■ **DATA RECORDS**:
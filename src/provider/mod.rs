//! Step providers and the two ways a compiled unit declares one.
//!
//! A shared library exports a single [`ProviderDeclaration`] through
//! [`export_step_provider!`](crate::export_step_provider); code linked into
//! the test binary registers a [`ProviderEntry`] through
//! [`register_step_provider!`](crate::register_step_provider).

pub mod declaration;
pub mod registry;

use std::fmt;
use std::ops::Deref;
use std::sync::Arc;

use libloading::Library;
use serde::Serialize;

pub use declaration::{ProviderDeclaration, ABI_VERSION, CORE_VERSION, DECLARATION_SYMBOL};
pub use registry::{ProviderEntry, ProviderRegistry, STEP_PROVIDERS};

#[derive(Debug, Clone, Copy, PartialEq, Eq, Hash, Serialize)]
#[serde(rename_all = "lowercase")]
pub enum StepKind {
    Given,
    When,
    Then,
}

impl StepKind {
    pub fn as_str(&self) -> &'static str {
        match self {
            StepKind::Given => "Given",
            StepKind::When => "When",
            StepKind::Then => "Then",
        }
    }
}

#[derive(Debug, Clone, PartialEq, Eq, Serialize)]
pub struct StepDefinition {
    pub kind: StepKind,
    pub pattern: String,
}

impl StepDefinition {
    pub fn given(pattern: impl Into<String>) -> Self {
        Self {
            kind: StepKind::Given,
            pattern: pattern.into(),
        }
    }

    pub fn when(pattern: impl Into<String>) -> Self {
        Self {
            kind: StepKind::When,
            pattern: pattern.into(),
        }
    }

    pub fn then(pattern: impl Into<String>) -> Self {
        Self {
            kind: StepKind::Then,
            pattern: pattern.into(),
        }
    }
}

/// An object whose methods implement test steps.
///
/// The step-registration facility of the test harness reads [`steps`] and
/// binds each definition to story text; the discovery engine only creates
/// the provider.
///
/// [`steps`]: StepProvider::steps
pub trait StepProvider {
    fn steps(&self) -> Vec<StepDefinition>;
}

/// Zero-argument construction of a provider.
pub type Constructor = fn() -> Result<Box<dyn StepProvider>, String>;

/// Constructor for providers built through [`Default`].
pub fn construct_default<T>() -> Result<Box<dyn StepProvider>, String>
where
    T: StepProvider + Default + 'static,
{
    Ok(Box::new(T::default()))
}

/// A constructed provider handed to the caller.
pub struct ProviderInstance {
    // Declared before `library`: the provider must drop while its code is
    // still mapped.
    provider: Box<dyn StepProvider>,
    qualified_name: String,
    library: Option<Arc<Library>>,
}

impl ProviderInstance {
    pub(crate) fn new(
        qualified_name: impl Into<String>,
        provider: Box<dyn StepProvider>,
        library: Option<Arc<Library>>,
    ) -> Self {
        Self {
            provider,
            qualified_name: qualified_name.into(),
            library,
        }
    }

    pub fn qualified_name(&self) -> &str {
        &self.qualified_name
    }

    pub fn provider(&self) -> &dyn StepProvider {
        self.provider.as_ref()
    }

    /// True when the provider's code lives in a dynamically loaded library.
    pub fn is_dynamic(&self) -> bool {
        self.library.is_some()
    }
}

impl Deref for ProviderInstance {
    type Target = dyn StepProvider;

    fn deref(&self) -> &Self::Target {
        self.provider.as_ref()
    }
}

impl fmt::Debug for ProviderInstance {
    fn fmt(&self, f: &mut fmt::Formatter<'_>) -> fmt::Result {
        f.debug_struct("ProviderInstance")
            .field("qualified_name", &self.qualified_name)
            .field("dynamic", &self.is_dynamic())
            .finish()
    }
}
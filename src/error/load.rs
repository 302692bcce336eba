use std::path::PathBuf;
use thiserror::Error;

/// A candidate could not be turned into a usable symbol.
#[derive(Error, Debug)]
pub enum LoadError {
    #[error("failed to load library '{path}': {source}")]
    Library {
        path: PathBuf,
        source: libloading::Error,
    },

    #[error("library '{path}' does not export a step provider declaration: {source}")]
    MissingDeclaration {
        path: PathBuf,
        source: libloading::Error,
    },

    #[error("library '{path}' was built against provider ABI {found}, expected {expected}")]
    IncompatibleAbi {
        path: PathBuf,
        found: u32,
        expected: u32,
    },

    #[error("library '{path}' was built against stepscan {found}, expected {expected}")]
    IncompatibleVersion {
        path: PathBuf,
        found: String,
        expected: String,
    },

    #[error("no unit registered under name '{name}'")]
    UnknownName { name: String },

    #[error("loader cannot handle candidate '{candidate}'")]
    UnsupportedCandidate { candidate: String },

    #[error("'{candidate}' already failed to load in this pass")]
    PreviouslyFailed { candidate: String },

    #[error("failed to read '{path}': {source}")]
    Io {
        path: PathBuf,
        source: std::io::Error,
    },
}

impl LoadError {
    pub fn unknown_name(name: impl Into<String>) -> Self {
        Self::UnknownName { name: name.into() }
    }

    pub fn unsupported_candidate(candidate: impl Into<String>) -> Self {
        Self::UnsupportedCandidate {
            candidate: candidate.into(),
        }
    }

    pub fn previously_failed(candidate: impl Into<String>) -> Self {
        Self::PreviouslyFailed {
            candidate: candidate.into(),
        }
    }

    pub fn io(path: impl Into<PathBuf>, source: std::io::Error) -> Self {
        Self::Io {
            path: path.into(),
            source,
        }
    }
}
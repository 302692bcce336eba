pub mod string;
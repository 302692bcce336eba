use anyhow::{Context as AnyhowContext, Result};
use clap::Parser;
use stepscan::cli;
use stepscan::logging::{self, Verbosity};
use stepscan::output::OutputFormatter;

fn main() -> Result<()> {
    let args = cli::Args::parse();
    logging::init(Verbosity::from_flags(args.verbose, args.quiet));
    args.validate().context("Invalid arguments")?;

    let config = args.discovery_config()?;
    let resolver = config.build().context("Invalid discovery configuration")?;
    let result = resolver
        .resolve()
        .with_context(|| format!("Discovery failed for {}", resolver.root_location()))?;

    let rendered = OutputFormatter::format(&config.root, &result, args.format)?;
    if !args.quiet {
        print!("{rendered}");
    }

    Ok(())
}
use std::borrow::Cow;
use std::fmt;
use std::sync::Arc;

use libloading::Library;

use crate::provider::{Constructor, ProviderEntry};

/// Marker carried by units that provide test steps.
pub const STEPS_MARKER: &str = "steps";

/// Tag a unit must carry to be instantiated. Only presence is checked.
#[derive(Debug, Clone, PartialEq, Eq, Hash)]
pub struct CapabilityMarker(Cow<'static, str>);

impl CapabilityMarker {
    pub const STEPS: CapabilityMarker = CapabilityMarker(Cow::Borrowed(STEPS_MARKER));

    pub fn new(name: impl Into<Cow<'static, str>>) -> Self {
        Self(name.into())
    }

    pub fn as_str(&self) -> &str {
        &self.0
    }
}

impl Default for CapabilityMarker {
    fn default() -> Self {
        Self::STEPS
    }
}

impl fmt::Display for CapabilityMarker {
    fn fmt(&self, f: &mut fmt::Formatter<'_>) -> fmt::Result {
        f.write_str(&self.0)
    }
}

/// A compiled unit after loading: its markers and, when it has one, its
/// zero-argument constructor.
pub struct LoadedSymbol {
    qualified_name: String,
    markers: Vec<String>,
    constructor: Option<Constructor>,
    library: Option<Arc<Library>>,
}

impl LoadedSymbol {
    pub fn new<I, S>(
        qualified_name: impl Into<String>,
        markers: I,
        constructor: Option<Constructor>,
    ) -> Self
    where
        I: IntoIterator<Item = S>,
        S: Into<String>,
    {
        Self {
            qualified_name: qualified_name.into(),
            markers: markers.into_iter().map(Into::into).collect(),
            constructor,
            library: None,
        }
    }

    pub fn from_entry(entry: &ProviderEntry) -> Self {
        Self::new(
            entry.qualified_name,
            entry.markers.iter().copied(),
            entry.constructor,
        )
    }

    /// Ties the symbol to the library its constructor lives in.
    pub(crate) fn with_library(mut self, library: Arc<Library>) -> Self {
        self.library = Some(library);
        self
    }

    pub fn qualified_name(&self) -> &str {
        &self.qualified_name
    }

    pub fn markers(&self) -> &[String] {
        &self.markers
    }

    pub fn constructor(&self) -> Option<Constructor> {
        self.constructor
    }

    pub(crate) fn library(&self) -> Option<&Arc<Library>> {
        self.library.as_ref()
    }

    pub fn has_capability(&self, marker: &CapabilityMarker) -> bool {
        self.markers.iter().any(|m| m == marker.as_str())
    }
}

impl fmt::Debug for LoadedSymbol {
    fn fmt(&self, f: &mut fmt::Formatter<'_>) -> fmt::Result {
        f.debug_struct("LoadedSymbol")
            .field("qualified_name", &self.qualified_name)
            .field("markers", &self.markers)
            .field("constructible", &self.constructor.is_some())
            .field("dynamic", &self.library.is_some())
            .finish()
    }
}
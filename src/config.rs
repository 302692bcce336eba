use std::fs;
use std::path::Path;

use serde::{Deserialize, Serialize};

use crate::discovery::{
    CapabilityMarker, DirectoryResolver, NamePattern, NamespaceResolver, ProviderResolver,
    RecursionPolicy, RootLocation, STEPS_MARKER,
};
use crate::error::{ConfigError, ResolutionError};

#[derive(Debug, Clone, Copy, PartialEq, Eq, Default, Serialize, Deserialize)]
#[serde(rename_all = "lowercase")]
pub enum DiscoveryMode {
    #[default]
    Directory,
    Namespace,
}

/// Input of a resolution pass as supplied by the test harness.
#[derive(Debug, Clone, PartialEq, Eq, Serialize, Deserialize)]
pub struct DiscoveryConfig {
    /// Directory path, or namespace prefix in namespace mode.
    pub root: String,
    #[serde(default)]
    pub mode: DiscoveryMode,
    /// Falls back to the steps naming convention when absent.
    #[serde(default)]
    pub pattern: Option<String>,
    #[serde(default)]
    pub recursive: bool,
    #[serde(default = "default_marker")]
    pub marker: String,
}

fn default_marker() -> String {
    STEPS_MARKER.to_string()
}

impl DiscoveryConfig {
    pub fn new(root: impl Into<String>, mode: DiscoveryMode) -> Self {
        Self {
            root: root.into(),
            mode,
            pattern: None,
            recursive: false,
            marker: default_marker(),
        }
    }

    pub fn root_location(&self) -> RootLocation {
        match self.mode {
            DiscoveryMode::Directory => RootLocation::directory(&self.root),
            DiscoveryMode::Namespace => RootLocation::namespace(&self.root),
        }
    }

    pub fn recursion(&self) -> RecursionPolicy {
        RecursionPolicy::from_flag(self.recursive)
    }

    /// Builds the resolver this configuration describes.
    pub fn build(&self) -> Result<Box<dyn ProviderResolver>, ResolutionError> {
        let marker = CapabilityMarker::new(self.marker.clone());
        let pattern = self.pattern.as_deref().map(NamePattern::new).transpose()?;

        match self.root_location() {
            RootLocation::Directory(root) => {
                let mut resolver = DirectoryResolver::new(root)
                    .recursion(self.recursion())
                    .marker(marker);
                if let Some(pattern) = pattern {
                    resolver = resolver.pattern(pattern);
                }
                Ok(Box::new(resolver))
            }
            RootLocation::Namespace(prefix) => {
                let mut resolver = NamespaceResolver::new(prefix)
                    .recursion(self.recursion())
                    .marker(marker);
                if let Some(pattern) = pattern {
                    resolver = resolver.pattern(pattern);
                }
                Ok(Box::new(resolver))
            }
        }
    }
}

/// Reads a configuration file; `.yaml`/`.yml` are parsed as YAML, anything
/// else as JSON.
pub fn load_config(path: &Path) -> Result<DiscoveryConfig, ConfigError> {
    let content = fs::read_to_string(path).map_err(|source| ConfigError::Read {
        path: path.to_path_buf(),
        source,
    })?;

    let is_yaml = path
        .extension()
        .and_then(|ext| ext.to_str())
        .is_some_and(|ext| ext.eq_ignore_ascii_case("yaml") || ext.eq_ignore_ascii_case("yml"));

    if is_yaml {
        serde_yaml::from_str(&content).map_err(|e| ConfigError::parse(path, e.to_string()))
    } else {
        serde_json::from_str(&content).map_err(|e| ConfigError::parse(path, e.to_string()))
    }
}
use std::any::Any;
use std::panic;

use super::symbol::LoadedSymbol;
use crate::error::InstantiationError;
use crate::provider::ProviderInstance;

/// Runs the zero-argument constructor of a symbol that passed the capability
/// filter.
///
/// A panicking constructor is reported as
/// [`InstantiationError::ConstructorPanicked`] instead of unwinding into the
/// resolution pass.
pub fn instantiate(symbol: &LoadedSymbol) -> Result<ProviderInstance, InstantiationError> {
    let name = symbol.qualified_name();
    let constructor = symbol
        .constructor()
        .ok_or_else(|| InstantiationError::no_constructor(name))?;

    match panic::catch_unwind(constructor) {
        Ok(Ok(provider)) => Ok(ProviderInstance::new(
            name,
            provider,
            symbol.library().cloned(),
        )),
        Ok(Err(message)) => Err(InstantiationError::constructor_failed(name, message)),
        Err(payload) => Err(InstantiationError::constructor_panicked(
            name,
            panic_message(payload.as_ref()),
        )),
    }
}

fn panic_message(payload: &(dyn Any + Send)) -> String {
    if let Some(message) = payload.downcast_ref::<&str>() {
        (*message).to_string()
    } else if let Some(message) = payload.downcast_ref::<String>() {
        message.clone()
    } else {
        "unknown panic payload".to_string()
    }
}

■ **WHAT IS NEEDED**: If a line in the material above holds "crate", copy it.

■ **ANSWER AREA**:
//! [`export_step_provider!`](crate::export_step_provider); code linked into
//! [`register_step_provider!`](crate::register_step_provider).
    pub(crate) fn new(
use crate::provider::{Constructor, ProviderEntry};
    pub(crate) fn with_library(mut self, library: Arc<Library>) -> Self {
    pub(crate) fn library(&self) -> Option<&Arc<Library>> {
use crate::discovery::{
use crate::error::{ConfigError, ResolutionError};
use crate::error::InstantiationError;
use crate::provider::ProviderInstance;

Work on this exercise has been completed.